Members of the working class were hardly able to feed themselves and their families.
And all of that mess led to a history-altering revolution.
Sound familiar? In a country with citizens like Jeff Bezos — and with more transparency regarding others’ wealth (or lack thereof) than ever — it’s almost impossible to ignore the absolute inequality of it all. At the moment, the United States is a place where a pandemic is hardly being taken care of. Where millions are out of work. Where our president acts like a toddler and is still somehow a billionaire. Where a hospital visit might bankrupt us. We’re feeling some of the exact same tension that was apparent in France over 200 years ago.
Inequality is definitely here. But is it really that bad?
Let’s Break Our Wealth Inequality Down.
Below, you’ll see a graphic representing wealth distribution in late 18th century France, with data provided by an article entitled “The Income Inequality of France in Historical Perspective” by Christian Morrisson and Wayne Snyder.
A couple of notes on this data: these are estimates. I’ve decided to use the author’s low estimates just to illustrate the best case scenario of income inequality during the late eighteenth century in France. In this graph, and the graph to follow, each quintile represents 20% of the population. The first quintile is the lowest-earning 20% of society, where the fifth quintile is the highest.
So, at this point, the lowest 40% of earners held about 14% of the wealth in France, where the top 20% of earners held a whopping 60%.
With me so far? Now, let’s take a look at wealth distribution in the United States in 2018, when the distribution was last recorded by the Census Bureau.
According to the Census Bureau’s 2018 report on Income and Poverty in the United States, and represented by my lovely graph, the lowest 40% of earners in the U.S. were worse off than 18th century French peasants. They held just 11.4% of wealth. And our top 20% of earners held 52% of it.
Not looking too good, right? Let’s take another measure of inequality into consideration.
The Gini Coefficient
According to our Lord and savior Investopedia, which can always interpret economic jargon better than I can, the Gini coefficient is “a measure of the distribution of income across a population. It is often used as a gauge of economic inequality, measuring income distribution or, less commonly, wealth distribution among a population. The coefficient ranges from 0 to 1, with 0 representing perfect equality and 1 representing perfect inequality.”
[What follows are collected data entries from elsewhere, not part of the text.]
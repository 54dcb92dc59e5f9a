// We do this pattern (privately use a module, then re-export parts of it) so we can refactor/rename or generally futz around with the internals without breaking the public API

// Types
mod types;
pub use types::{
    QueueSettings, Task, TaskDescriptor, TaskInit, TaskStatus, DEFAULT_PRIORITY,
    DEFAULT_QUEUE_NAME,
};

// Errors
mod error;
pub use error::{QueueError, RegistryError, TaskExecError};

// Config
mod config;
pub use config::{lookup_queue_settings, parse_queue_settings, PoolConfig};

// Registry
mod registry;
pub use registry::Registry;

// Processor contract and policy configs
mod processor;
pub use processor::{
    retry_on, ErrorsHandleConfig, PostponeConfig, Processor, RetryPauseStrategy, RetryPredicate,
    RunOutcome,
};

// Store adapter
mod store;
pub use store::{
    claim_tasks, complete_task, delay, enqueue_task, fail_task, find_task, requeue_task,
    reset_orphans, CounterKey,
};

// Execution engine (registry lookup + retry/postpone policy)
mod engine;
pub use engine::{execute, ExecResult};

mod metrics_consts;
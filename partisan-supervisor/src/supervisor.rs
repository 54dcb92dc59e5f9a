use std::collections::VecDeque;
use std::sync::atomic::{AtomicBool, Ordering};
use std::sync::Arc;
use std::time::Duration;

use health::HealthHandle;
use common_metrics::{gauge, inc};
use partisan_core::{claim_tasks, reset_orphans, QueueError, QueueSettings, TaskDescriptor};
use sqlx::PgPool;
use tracing::{error, info, warn};

use partisan_worker::Message;

use crate::signals;
use crate::worker_handle::WorkerHandle;

const WORKER_JOIN_TIMEOUT: Duration = Duration::from_secs(2);
const TERMINATION_PAUSE: Duration = Duration::from_millis(50);
const WORKER_RESTARTS: &str = "partisan_worker_restarts";
const QUEUE_DEPTH: &str = "partisan_queue_depth";

/// The orchestration loop: creates the worker pool, refills the in-memory
/// dispatch buffer from the store, restarts dead workers, and handles
/// graceful shutdown. Grounded on the source's `WorkersManager`.
pub struct WorkersManager {
    pool: PgPool,
    queue_name: String,
    settings: QueueSettings,
    workers: Vec<WorkerHandle>,
    buffer: VecDeque<TaskDescriptor>,
    cleanup_counter: u32,
    next_worker: usize,
    running: Arc<AtomicBool>,
    health: Option<HealthHandle>,
}

impl WorkersManager {
    pub fn new(pool: PgPool, queue_name: String, settings: QueueSettings) -> Self {
        Self {
            pool,
            queue_name,
            settings,
            workers: Vec::new(),
            buffer: VecDeque::new(),
            cleanup_counter: 0,
            next_worker: 0,
            running: Arc::new(AtomicBool::new(true)),
            health: None,
        }
    }

    pub fn with_health(mut self, health: HealthHandle) -> Self {
        self.health = Some(health);
        self
    }

    pub async fn run(&mut self) -> eyre::Result<()> {
        self.running = signals::install();

        let reset = reset_orphans(&self.pool, &self.queue_name).await?;
        if reset > 0 {
            info!(reset, queue_name = %self.queue_name, "recovered orphaned tasks");
        }

        self.spawn_workers()?;

        while self.running.load(Ordering::SeqCst) {
            if let Some(health) = &self.health {
                health.report_healthy().await;
            }
            if let Err(e) = self.manage_queue().await {
                error!("database error: {e}");
                continue;
            }
            if let Err(e) = self.manage_workers().await {
                error!("unexpected error: {e}");
                break;
            }
        }

        self.flush_queue();
        self.stop_workers().await;
        Ok(())
    }

    async fn manage_queue(&mut self) -> Result<(), QueueError> {
        // Unconditional like the source's `nothing_to_do = True`: only the
        // refill branch below can flip it, so a tick that skips refill
        // outright (buffer already above MIN_QUEUE_SIZE) still sleeps.
        let mut claimed_any = false;

        if (self.buffer.len() as u32) <= self.settings.min_queue_size {
            let want = self
                .settings
                .max_queue_size
                .saturating_sub(self.buffer.len() as u32);
            let claimed = claim_tasks(&self.pool, &self.queue_name, want).await?;
            claimed_any = !claimed.is_empty();

            for task in &claimed {
                self.buffer.push_back(TaskDescriptor::from(task));
            }

            gauge(
                QUEUE_DEPTH,
                &[("queue_name".to_string(), self.queue_name.clone())],
                self.buffer.len() as f64,
            );
        }

        self.dispatch().await;

        if !claimed_any {
            tokio::time::sleep(Duration::from_secs(self.settings.sleep_delay_seconds)).await;
        }

        Ok(())
    }

    /// Push buffered tasks out to workers, round-robin. A write failure
    /// (worker gone) leaves the task at the front of the buffer for the next
    /// pass, once `manage_workers` has had a chance to replace the worker.
    async fn dispatch(&mut self) {
        while let Some(descriptor) = self.buffer.pop_front() {
            if self.workers.is_empty() {
                self.buffer.push_front(descriptor);
                break;
            }

            let idx = self.next_worker % self.workers.len();
            self.next_worker = self.next_worker.wrapping_add(1);

            if let Err(e) = self.workers[idx]
                .send(&Message::Task(descriptor.clone()))
                .await
            {
                warn!(worker = idx, error = %e, "failed to dispatch task to worker");
                self.buffer.push_front(descriptor);
                break;
            }
        }
    }

    async fn manage_workers(&mut self) -> eyre::Result<()> {
        self.cleanup_counter += 1;
        if self.cleanup_counter < self.settings.checks_before_cleanup {
            return Ok(());
        }
        self.cleanup_counter = 0;

        for slot in 0..self.workers.len() {
            if matches!(self.workers[slot].try_wait(), Ok(Some(_))) {
                warn!(worker = slot, "worker died, respawning");
                inc(
                    WORKER_RESTARTS,
                    &[("queue_name".to_string(), self.queue_name.clone())],
                    1,
                );
                self.workers[slot] = WorkerHandle::spawn(&self.queue_name)?;
            }
        }

        Ok(())
    }

    /// Drain remaining in-memory items without processing them. They remain
    /// IN_PROCESS in the store and are recovered by a future supervisor
    /// start's orphan reset.
    fn flush_queue(&mut self) {
        let n = self.buffer.len();
        self.buffer.clear();
        if n > 0 {
            info!(count = n, "flushed queued tasks without processing them");
        }
    }

    async fn stop_workers(&mut self) {
        for worker in &mut self.workers {
            let _ = worker.send(&Message::Stop).await;
        }

        for worker in &mut self.workers {
            if !worker.join(WORKER_JOIN_TIMEOUT).await {
                worker.kill();
            }
            tokio::time::sleep(TERMINATION_PAUSE).await;
        }
    }

    fn spawn_workers(&mut self) -> std::io::Result<()> {
        for _ in 0..self.settings.workers_count {
            self.workers.push(WorkerHandle::spawn(&self.queue_name)?);
        }
        Ok(())
    }
}
use chrono::{DateTime, Duration, Utc};
use partisan_core::TaskInit;
use serde_json::json;

#[allow(dead_code)]
pub fn new_task(processor_class: &str, priority: i16) -> TaskInit {
    TaskInit {
        processor_class: processor_class.to_string(),
        queue_name: "test".to_string(),
        priority,
        execute_after: Utc::now() - Duration::minutes(1),
        arguments: json!({"args": [], "kwargs": {}}),
    }
}

#[allow(dead_code)]
pub fn dates_match(left: &DateTime<Utc>, right: &DateTime<Utc>) -> bool {
    // Roundtripping a datetime through PG can leave sub-ms differences.
    let diff = *left - *right;
    diff.abs() < Duration::milliseconds(1)
}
Basically, the closer a state’s Gini coefficient is to 1, the more unequal its income distribution.
Let’s get into the numbers:
In 1789 France, the Gini coefficient of the nation was 0.59. Quite far from perfect equality, which is at 0.
In 2018, the United States had a Gini coefficient of 0.49. We’re definitely catching up, and still far from perfect equality.
Not a numbers person?
Just take a look around. Jeff Bezos, the richest man in the United States (and in the world) could potentially afford to end world hunger. The recently revamped White House rose gardens made headlines and drew outrage for costing $400 million. Members of Congress (not mentioning names, ahem, Nancy Pelosi) are flaunting $13 dollar tubs of ice cream inside of a fridge worth tens of thousands of dollars. Meanwhile, farm workers are struggling, food banks are overwhelmed, and loads of Americans are dealing with the perilous repercussions of COVID-19.
Is that really just?
We’ve seen that income distribution in the U.S. is dangerously approaching a level of inequality that helped lead to one of the most revolutionary, well, revolutions in modern history. But there’s one small problem:
Americans Just Can’t Overthrow the System.
We love to joke about it. Just look at these protestors who put a guillotine in front of Jeff Bezos’ home.
— Washington Examiner (@dcexaminer) August 27, 2020
But we won’t do it. It’s just not within our good American souls to collectively question the systems that have led us to this point. Questioning the validity of the American system is certainly, in my humble opinion, not something we’re really brought up to do.
But maybe, as a little treat — and for legal reasons this is a joke — are we storming the White House and busting out the guillotines or what?